After nearly a year, the Federal Reserve has finally released its discussion paper on central bank digital currencies (CBDCs). For a 40-page document, the findings were actually rather thin. It seems the Fed is still undecided, but it is leaning towards launching a CBDC that would protect privacy without permitting anonymous use, be intermediated (or hosted) by private banks, and be easily transferable. In other words, it would be much like what already exists.
To justify the launch of the new system, the Fed lists improvements to the payments system, financial inclusion, and the dollar’s international status as potential benefits of a CBDC. Yet a CBDC is hardly necessary to fulfill these ends considering these are already areas that are being actively improved.
The U.S. payments system––one that does resemble that of a developing nation––is long overdue for an upgrade, but that is not to say that upgrades are not underway. The Clearing House launched such an upgrade back in 2017. In fact, by all signs, the system they launched would have been nearly in full effect by now had the Fed not interrupted its progress with the announcement of a competing service––a service that is not expected for another year. However, if the Fed is set on being at the helm, there is even a third option available. The Fed could simply expand its operating hours to fix much of the issue today. It may not be clear which option will go into full effect first, but the system will likely be fixed long before a CBDC hits the market. So really, a CBDC is hardly a benefit here.
Financial inclusion is a worthy goal as well, but one that similarly falls flat. The discussion paper devotes just two paragraphs to the “possible benefit of financial inclusion,” and it ultimately concludes with a request for research that would confirm the possibility. However, research already shows that the number of unbanked individuals has been declining every year. So, again, it’s possible that this is one problem that will be fixed before a CBDC is launched. Second, 75% of the unbanked say that they are simply uninterested in having a bank account. And third, two of the key reasons for being unbanked are concerns about privacy and trust. Considering the public’s trust in the government is at historic lows, it’s unlikely a CBDC will be winning any hearts. Thus, it is again unclear how much of a benefit a CBDC will be here.

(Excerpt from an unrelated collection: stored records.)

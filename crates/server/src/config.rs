//! Server configuration loaded from environment variables.
//!
//! # Environment Variables
//!
//! ## Optional
//! - `HONOR_HOST` - Bind address (default: 127.0.0.1)
//! - `HONOR_PORT` - Listen port (default: 5000)
//! - `HONOR_DATA_FILE` - Path of the JSON document store (default: data.json)
//! - `HONOR_SESSION_TTL_SECS` - Admin session lifetime in seconds (default: 28800)
//! - `HONOR_LOW_STOCK_THRESHOLD` - Default inventory alert threshold (default: 10)
//! - `HONOR_CORS_ORIGINS` - Comma-separated allowed origins (default: any origin)
//! - `HONOR_LOG_FORMAT` - `text` or `json` (default: text)
//! - `SENTRY_DSN` - Sentry error tracking DSN
//! - `SENTRY_ENVIRONMENT` - Sentry environment name
//! - `SENTRY_SAMPLE_RATE` - Error sample rate (default: 1.0)
//! - `SENTRY_TRACES_SAMPLE_RATE` - Trace sample rate (default: 0.1)
//!
//! ## Optional (Telegram - enables order and contact form notifications)
//! - `TELEGRAM_BOT_TOKEN` - Bot API token
//! - `TELEGRAM_CHAT_ID` - Chat that receives notifications
//! - `TELEGRAM_API_BASE` - Bot API base URL (default: <https://api.telegram.org>)

use std::collections::HashMap;
use std::net::{IpAddr, SocketAddr};
use std::path::PathBuf;
use std::str::FromStr;
use std::time::Duration;

use secrecy::SecretString;
use thiserror::Error;
use url::Url;

const MIN_ENTROPY_BITS_PER_CHAR: f64 = 3.3;
const DEFAULT_TELEGRAM_API_BASE: &str = "https://api.telegram.org";

/// Blocklist of common placeholder patterns (case-insensitive)
const PLACEHOLDER_PATTERNS: &[&str] = &[
    "your-",
    "your_",
    "changeme",
    "replace",
    "placeholder",
    "example",
    "secret",
    "password",
    "xxx",
    "todo",
    "fixme",
    "insert",
    "enter-",
    "put-your",
    "add-your",
];

/// Configuration errors that can occur during loading.
#[derive(Debug, Error)]
pub enum ConfigError {
    #[error("Invalid environment variable {0}: {1}")]
    InvalidEnvVar(String, String),
    #[error("Insecure secret in {0}: {1}")]
    InsecureSecret(String, String),
}

/// Log output format.
#[derive(Debug, Clone, Copy, PartialEq, Eq, Default)]
pub enum LogFormat {
    #[default]
    Text,
    Json,
}

impl FromStr for LogFormat {
    type Err = String;

    fn from_str(s: &str) -> Result<Self, Self::Err> {
        match s.to_ascii_lowercase().as_str() {
            "text" => Ok(Self::Text),
            "json" => Ok(Self::Json),
            other => Err(format!("expected 'text' or 'json', got '{other}'")),
        }
    }
}

/// Server application configuration.
#[derive(Debug, Clone)]
pub struct ServerConfig {
    /// IP address to bind the server to
    pub host: IpAddr,
    /// Port to listen on
    pub port: u16,
    /// Path of the JSON document store
    pub data_file: PathBuf,
    /// How long an admin session token stays valid
    pub session_ttl: Duration,
    /// Default threshold for the low-stock view
    pub low_stock_threshold: u32,
    /// Allowed CORS origins; empty means any origin
    pub cors_origins: Vec<String>,
    /// Log output format
    pub log_format: LogFormat,
    /// Telegram notification settings (optional)
    pub telegram: Option<TelegramConfig>,
    /// Sentry DSN for error tracking
    pub sentry_dsn: Option<String>,
    /// Sentry environment (e.g., "development", "production")
    pub sentry_environment: Option<String>,
    /// Sentry error sample rate (0.0 to 1.0)
    pub sentry_sample_rate: f32,
    /// Sentry traces sample rate for performance monitoring (0.0 to 1.0)
    pub sentry_traces_sample_rate: f32,
}

/// Telegram Bot API configuration.
///
/// Implements `Debug` manually to redact the bot token.
#[derive(Clone)]
pub struct TelegramConfig {
    /// Bot API token
    pub bot_token: SecretString,
    /// Chat that receives notifications
    pub chat_id: String,
    /// Bot API base URL
    pub api_base: Url,
}

impl std::fmt::Debug for TelegramConfig {
    fn fmt(&self, f: &mut std::fmt::Formatter<'_>) -> std::fmt::Result {
        f.debug_struct("TelegramConfig")
            .field("bot_token", &"[REDACTED]")
            .field("chat_id", &self.chat_id)
            .field("api_base", &self.api_base.as_str())
            .finish()
    }
}

impl TelegramConfig {
    fn from_env() -> Result<Option<Self>, ConfigError> {
        let bot_token = get_optional_env("TELEGRAM_BOT_TOKEN");
        let chat_id = get_optional_env("TELEGRAM_CHAT_ID");

        match (bot_token, chat_id) {
            (Some(token), Some(chat_id)) => {
                validate_secret_strength(&token, "TELEGRAM_BOT_TOKEN")?;
                let api_base = parse_env("TELEGRAM_API_BASE", DEFAULT_TELEGRAM_API_BASE)?;
                Ok(Some(Self {
                    bot_token: SecretString::from(token),
                    chat_id,
                    api_base,
                }))
            }
            (None, None) => Ok(None),
            _ => Err(ConfigError::InvalidEnvVar(
                "TELEGRAM_*".to_string(),
                "Both TELEGRAM_BOT_TOKEN and TELEGRAM_CHAT_ID must be set together".to_string(),
            )),
        }
    }
}

impl ServerConfig {
    /// Default port, matching what the storefront UI expects.
    pub const DEFAULT_PORT: u16 = 5000;

    /// Load configuration from environment variables.
    ///
    /// Calls `dotenvy::dotenv()` to load from `.env` file if present.
    ///
    /// # Errors
    ///
    /// Returns `ConfigError` if a variable is malformed or the Telegram
    /// token looks like a placeholder.
    pub fn from_env() -> Result<Self, ConfigError> {
        // Load .env file if present (ignore errors if not found)
        let _ = dotenvy::dotenv();

        let host = parse_env("HONOR_HOST", "127.0.0.1")?;
        let port = parse_env("HONOR_PORT", "5000")?;
        let data_file = PathBuf::from(get_env_or_default("HONOR_DATA_FILE", "data.json"));
        let session_ttl = Duration::from_secs(parse_env("HONOR_SESSION_TTL_SECS", "28800")?);
        if session_ttl.is_zero() {
            return Err(ConfigError::InvalidEnvVar(
                "HONOR_SESSION_TTL_SECS".to_string(),
                "must be greater than zero".to_string(),
            ));
        }
        let low_stock_threshold = parse_env("HONOR_LOW_STOCK_THRESHOLD", "10")?;
        let cors_origins = parse_origin_list(&get_env_or_default("HONOR_CORS_ORIGINS", ""));
        let log_format = parse_env("HONOR_LOG_FORMAT", "text")?;

        let telegram = TelegramConfig::from_env()?;

        let sentry_sample_rate = parse_rate("SENTRY_SAMPLE_RATE", "1.0")?;
        let sentry_traces_sample_rate = parse_rate("SENTRY_TRACES_SAMPLE_RATE", "0.1")?;

        Ok(Self {
            host,
            port,
            data_file,
            session_ttl,
            low_stock_threshold,
            cors_origins,
            log_format,
            telegram,
            sentry_dsn: get_optional_env("SENTRY_DSN"),
            sentry_environment: get_optional_env("SENTRY_ENVIRONMENT"),
            sentry_sample_rate,
            sentry_traces_sample_rate,
        })
    }

    /// Defaults for a local instance backed by `data_file`.
    ///
    /// Used by the CLI and by tests; no environment is read.
    #[must_use]
    pub fn local(data_file: impl Into<PathBuf>) -> Self {
        Self {
            host: IpAddr::from([127, 0, 0, 1]),
            port: Self::DEFAULT_PORT,
            data_file: data_file.into(),
            session_ttl: Duration::from_secs(8 * 60 * 60),
            low_stock_threshold: 10,
            cors_origins: Vec::new(),
            log_format: LogFormat::Text,
            telegram: None,
            sentry_dsn: None,
            sentry_environment: None,
            sentry_sample_rate: 1.0,
            sentry_traces_sample_rate: 0.1,
        }
    }

    /// Returns the socket address for binding the server.
    #[must_use]
    pub const fn socket_addr(&self) -> SocketAddr {
        SocketAddr::new(self.host, self.port)
    }
}

// =============================================================================
// Helper Functions
// =============================================================================

/// Get an optional environment variable, treating blank values as unset.
fn get_optional_env(key: &str) -> Option<String> {
    std::env::var(key).ok().filter(|v| !v.trim().is_empty())
}

/// Get an environment variable with a default value.
fn get_env_or_default(key: &str, default: &str) -> String {
    get_optional_env(key).unwrap_or_else(|| default.to_string())
}

/// Parse an environment variable, falling back to `default` when unset.
fn parse_env<T>(key: &str, default: &str) -> Result<T, ConfigError>
where
    T: FromStr,
    T::Err: std::fmt::Display,
{
    get_env_or_default(key, default)
        .trim()
        .parse::<T>()
        .map_err(|e| ConfigError::InvalidEnvVar(key.to_string(), e.to_string()))
}

/// Parse a sample rate and check it lies in `0.0..=1.0`.
fn parse_rate(key: &str, default: &str) -> Result<f32, ConfigError> {
    let rate: f32 = parse_env(key, default)?;
    if (0.0..=1.0).contains(&rate) {
        Ok(rate)
    } else {
        Err(ConfigError::InvalidEnvVar(
            key.to_string(),
            format!("must be between 0.0 and 1.0 (got {rate})"),
        ))
    }
}

/// Split a comma-separated origin list, dropping blanks.
fn parse_origin_list(raw: &str) -> Vec<String> {
    raw.split(',')
        .map(str::trim)
        .filter(|origin| !origin.is_empty())
        .map(|origin| origin.trim_end_matches('/').to_string())
        .collect()
}

/// Calculate Shannon entropy in bits per character.
fn shannon_entropy(s: &str) -> f64 {
    if s.is_empty() {
        return 0.0;
    }

    let mut freq: HashMap<char, usize> = HashMap::new();
    for c in s.chars() {
        *freq.entry(c).or_insert(0) += 1;
    }

    #[allow(clippy::cast_precision_loss)] // String length will never exceed f64 precision
    let len = s.len() as f64;
    freq.values()
        .map(|&count| {
            #[allow(clippy::cast_precision_loss)] // Character count will never exceed f64 precision
            let p = count as f64 / len;
            -p * p.log2()
        })
        .sum()
}

/// Validate that a secret is not a placeholder and has sufficient entropy.
fn validate_secret_strength(secret: &str, var_name: &str) -> Result<(), ConfigError> {
    let lower = secret.to_lowercase();

    for pattern in PLACEHOLDER_PATTERNS {
        if lower.contains(pattern) {
            return Err(ConfigError::InsecureSecret(
                var_name.to_string(),
                format!("appears to be a placeholder (contains '{pattern}')"),
            ));
        }
    }

    let entropy = shannon_entropy(secret);
    if entropy < MIN_ENTROPY_BITS_PER_CHAR {
        return Err(ConfigError::InsecureSecret(
            var_name.to_string(),
            format!(
                "entropy too low ({entropy:.2} bits/char, need >= {MIN_ENTROPY_BITS_PER_CHAR:.1}). Use the token issued by BotFather."
            ),
        ));
    }

    Ok(())
}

The final benefit described is the idea that a CBDC would support the dollar’s role as the world’s reserve currency, and this benefit probably holds the most weight of the three. However, it’s not without issues. First, any improvement to the utility of the dollar will support its international status––a CBDC is not a unique solution here. Second, it’s not clear that adopting a digital currency is enough for other nations to unseat the dollar’s status as the world’s reserve currency. While it may be an improvement for some foreign currencies to “go digital,” those currencies still have other problems that will keep mass adoption at bay. China’s digital currency is a good example. Although China is ahead of the United States in the “digital currency race,” it is unlikely that the world will flock to its digital currency because of the considerable lack of privacy one is subjected to in the Chinese digital currency system. So while a CBDC may in fact be beneficial for the United States in this respect, so too are any number of other ways that might improve the dollar.
Maybe it shouldn’t be such a surprise that the discussion paper was finally released considering CBDC legislation is also underway. However, it’s still unclear what the Fed has been doing since May 2021. What started as a “summer publication” soon became “expected in the fall” and then “in the coming weeks.” Now that it is finally here, it seems that the Fed and Congress have a long road ahead if they wish to justify such a program to the public. The first place they should start is in identifying how a CBDC can be anything more than a solution in search of a problem.